— От вашего вида мне становится холодно.
— В соответствии с вашими расчетами я должна быть сейчас мертва. Один градус в минуту, ничего себе!
— Нет, вы не умерли. Пока еще, — произнес он, почти улыбаясь. — Однако изрядно окоченели. Есть опасность, что и обморозились. Небось уже все онемело.
Она коснулась своей ступни:
— А знаете, возможно, вы правы.
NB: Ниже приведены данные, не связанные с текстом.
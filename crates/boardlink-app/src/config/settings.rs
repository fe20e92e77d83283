//! Settings parser for .boardlink/config.toml

use super::types::Settings;
use boardlink_core::prelude::*;
use std::path::{Path, PathBuf};

const CONFIG_FILENAME: &str = "config.toml";
const BOARDLINK_DIR: &str = ".boardlink";

/// Path of the settings file for a project directory
pub fn config_path(project_path: &Path) -> PathBuf {
    project_path.join(BOARDLINK_DIR).join(CONFIG_FILENAME)
}

// ─────────────────────────────────────────────────────────────────────────────
// Settings Loading
// ─────────────────────────────────────────────────────────────────────────────

/// Load settings from .boardlink/config.toml
///
/// Returns default settings if file doesn't exist or can't be parsed.
pub fn load_settings(project_path: &Path) -> Settings {
    let config_path = config_path(project_path);

    if !config_path.exists() {
        debug!("No config file at {:?}, using defaults", config_path);
        return Settings::default();
    }

    match std::fs::read_to_string(&config_path) {
        Ok(content) => match toml::from_str(&content) {
            Ok(settings) => {
                debug!("Loaded settings from {:?}", config_path);
                settings
            }
            Err(e) => {
                warn!("Failed to parse {:?}: {}", config_path, e);
                Settings::default()
            }
        },
        Err(e) => {
            warn!("Failed to read {:?}: {}", config_path, e);
            Settings::default()
        }
    }
}

/// Load settings from an explicit file, failing loudly
///
/// Used for `--config`, where a typo should not silently fall back to
/// defaults.
pub fn load_settings_file(path: &Path) -> Result<Settings> {
    if !path.exists() {
        return Err(Error::ConfigNotFound {
            path: path.to_path_buf(),
        });
    }
    let content = std::fs::read_to_string(path)?;
    toml::from_str(&content)
        .map_err(|e| Error::config(format!("Failed to parse {}: {}", path.display(), e)))
}

// ─────────────────────────────────────────────────────────────────────────────
// Init Directory
// ─────────────────────────────────────────────────────────────────────────────

/// Initialize the boardlink configuration directory
///
/// Creates `.boardlink/` and a commented `config.toml` when missing.
/// Existing files are left untouched.
pub fn init_boardlink_directory(project_path: &Path) -> Result<()> {
    let boardlink_dir = project_path.join(BOARDLINK_DIR);

    if !boardlink_dir.exists() {
        std::fs::create_dir_all(&boardlink_dir)
            .map_err(|e| Error::config(format!("Failed to create .boardlink dir: {}", e)))?;
        info!("Created .boardlink directory");
    }

    let config_path = boardlink_dir.join(CONFIG_FILENAME);
    if !config_path.exists() {
        std::fs::write(&config_path, generate_default_config())
            .map_err(|e| Error::config(format!("Failed to write config.toml: {}", e)))?;
        info!("Created default config.toml");
    }

    Ok(())
}

fn generate_default_config() -> String {
    r#"# boardlink configuration

[selection]
auto_selection = true         # Pick a board/port without asking when unambiguous
prefer_usb_over_ota = false   # Make a matching USB port primary for IoT devices
upload_grace_ms = 3000        # Freeze after an upload while the board re-enumerates

[matching]
# First-party boards whose USB serial number cannot identify the device
unstable_serial_number_boards = ["arduino:avr:nano", "arduino:avr:pro", "arduino:avr:mini"]
# Third-party boards whose USB serial number can
stable_serial_number_boards = []

[watch]
debounce_ms = 300
ports_file = "ports.json"
iot_file = "iot.json"
sketch_file = "sketch.json"
catalog_file = "catalog.json"
"#
    .to_string()
}
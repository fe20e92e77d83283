//! Feed input handlers
//!
//! Every feed message replaces the stored value and runs a reconciliation
//! against the latest of all inputs.

use std::collections::BTreeSet;

use boardlink_core::prelude::*;
use boardlink_core::{DetectedDevice, IotDevicesGroups, SketchMetadata};

use crate::state::AppState;

use super::reconcile::{derive, reconcile, Trigger};
use super::UpdateResult;

pub(crate) fn handle_detected_devices(
    state: &mut AppState,
    devices: Vec<DetectedDevice>,
) -> UpdateResult {
    trace!("Detected devices tick: {} port(s)", devices.len());
    state.inputs.ports = devices;
    reconcile(state, Trigger::Ports).into()
}

pub(crate) fn handle_iot_devices(state: &mut AppState, groups: IotDevicesGroups) -> UpdateResult {
    trace!(
        "IoT presence tick: {} online, {} offline",
        groups.online.len(),
        groups.offline.len()
    );
    state.inputs.iot = groups;
    reconcile(state, Trigger::Iot).into()
}

pub(crate) fn handle_sketch_metadata(
    state: &mut AppState,
    metadata: Option<SketchMetadata>,
) -> UpdateResult {
    let trigger = if state.inputs.metadata != metadata {
        debug!("Sketch metadata changed: {:?}", metadata);
        Trigger::Metadata
    } else {
        Trigger::Refresh
    };
    state.inputs.metadata = metadata;
    reconcile(state, trigger).into()
}

/// Busy ports only affect the busy flag
pub(crate) fn handle_busy_ports(state: &mut AppState, busy: BTreeSet<String>) -> UpdateResult {
    state.inputs.busy = busy;
    derive(state);
    UpdateResult::none()
}
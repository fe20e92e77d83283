//! Action dispatch: turns `UpdateAction`s into engine events and timers

use tokio::sync::{mpsc, watch};

use boardlink_core::prelude::*;

use crate::engine_event::EngineEvent;
use crate::handler::UpdateAction;
use crate::message::Message;

/// Execute an action; host-facing actions become events
pub fn handle_action(
    action: UpdateAction,
    msg_tx: &mpsc::Sender<Message>,
    shutdown_rx: &watch::Receiver<bool>,
) -> Option<EngineEvent> {
    match action {
        UpdateAction::PromptBoardConfigSelection(data) => {
            Some(EngineEvent::PromptRequested { data })
        }

        UpdateAction::ModifySketchData(patch) => Some(EngineEvent::SketchDataModified { patch }),

        UpdateAction::ScheduleUploadSettle { delay, generation } => {
            spawn_upload_settle(delay, generation, msg_tx.clone(), shutdown_rx.clone());
            None
        }
    }
}

/// Send `UploadSettled` after `delay`, unless shutting down first
fn spawn_upload_settle(
    delay: std::time::Duration,
    generation: u64,
    msg_tx: mpsc::Sender<Message>,
    mut shutdown_rx: watch::Receiver<bool>,
) {
    let Ok(runtime) = tokio::runtime::Handle::try_current() else {
        warn!("No async runtime for the upload grace timer, settling immediately");
        if let Err(e) = msg_tx.try_send(Message::UploadSettled { generation }) {
            warn!("Failed to queue upload settle: {}", e);
        }
        return;
    };

    runtime.spawn(async move {
        tokio::select! {
            _ = tokio::time::sleep(delay) => {
                if msg_tx.send(Message::UploadSettled { generation }).await.is_err() {
                    debug!("Message channel closed before upload settled");
                }
            }
            _ = shutdown_rx.changed() => {
                debug!("Upload grace timer cancelled by shutdown");
            }
        }
    });
}
//! Message processing
//!
//! Runs a message through the TEA update loop, following up messages and
//! dispatching actions, and collects the events the actions produced.

use tokio::sync::{mpsc, watch};

use boardlink_core::prelude::*;

use crate::actions::handle_action;
use crate::engine_event::EngineEvent;
use crate::handler;
use crate::message::Message;
use crate::state::AppState;

/// Process a message through the TEA update function
pub fn process_message(
    state: &mut AppState,
    message: Message,
    msg_tx: &mpsc::Sender<Message>,
    shutdown_rx: &watch::Receiver<bool>,
) -> Vec<EngineEvent> {
    trace!("Processing {}", message.label());

    let mut events = Vec::new();
    let mut msg = Some(message);
    while let Some(m) = msg {
        let result = handler::update(state, m);

        if let Some(action) = result.action {
            if let Some(event) = handle_action(action, msg_tx, shutdown_rx) {
                events.push(event);
            }
        }

        // Continue with follow-up message
        msg = result.message;
    }
    events
}
//! The selection record produced on every tick, and its parts

use serde::{Deserialize, Serialize};

/// One selectable value of a board menu
#[derive(Debug, Clone, PartialEq, Eq, Deserialize, Serialize)]
pub struct FlavourVariant {
    pub id: String,
    pub name: String,
    #[serde(default)]
    pub selected: bool,
}

/// A configurable board menu (upload speed, flash frequency, ...)
///
/// Exactly one variant is selected at all times.
#[derive(Debug, Clone, PartialEq, Eq, Deserialize, Serialize)]
pub struct FlavourOption {
    pub id: String,
    pub name: String,
    pub variants: Vec<FlavourVariant>,
}

impl FlavourOption {
    pub fn selected_variant(&self) -> Option<&FlavourVariant> {
        self.variants.iter().find(|v| v.selected)
    }
}

/// The other reachable endpoint of the selected device
#[derive(Debug, Clone, PartialEq, Eq, Serialize)]
#[serde(rename_all = "camelCase")]
pub struct AltPortBoardId {
    pub id: String,
    pub serial_number: Option<String>,
    /// Whether the alternate endpoint is the IoT (OTA) one
    pub is_iot: bool,
}

/// Data handed to the host when it must ask the user to identify a board
#[derive(Debug, Clone, PartialEq, Eq, Serialize)]
#[serde(rename_all = "camelCase")]
pub struct PromptData {
    pub port_board_id: String,
    pub port_name: String,
}

/// Everything the host renders from
#[derive(Debug, Clone, Default, PartialEq, Eq, Serialize)]
#[serde(rename_all = "camelCase")]
pub struct SelectionState {
    pub selected_board: Option<String>,
    /// Carries the flavour suffix once flavour options exist
    pub selected_fqbn: Option<String>,
    pub selected_architecture: Option<String>,
    pub selected_port: Option<String>,
    pub selected_port_board_id: Option<String>,
    pub selected_iot_device_id: Option<String>,
    pub selected_board_is_iot: bool,
    /// `None` for boards without menus, never an empty list
    pub selected_board_flavour_options: Option<Vec<FlavourOption>>,
    pub selected_device_alt_port_board_id: Option<AltPortBoardId>,
    pub many_boards_match_metadata: bool,
    pub includes_unknown_board: bool,
    pub current_device_is_busy: bool,
}

impl SelectionState {
    pub fn has_board(&self) -> bool {
        self.selected_fqbn.is_some()
    }

    pub fn has_port(&self) -> bool {
        self.selected_port_board_id.is_some()
    }

    pub fn alt_port_id(&self) -> Option<&str> {
        self.selected_device_alt_port_board_id
            .as_ref()
            .map(|alt| alt.id.as_str())
    }
}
Я даже не чувствую сейчас холода.
— Вот видите.
Он увидел, как ее губы растянулись в озорную улыбку.
— В таком случае, может быть, вы перестанете меня отвлекать и дадите возможность надеть другой ботинок, чтобы я, в конце концов, получила возможность выжить?
Спенсер замолчал, глядя, как она зашнуровывает второй ботинок.
— А где ваши носки? — спросил он.
— В стирке, — сказала она вставая. — А вы-то кто?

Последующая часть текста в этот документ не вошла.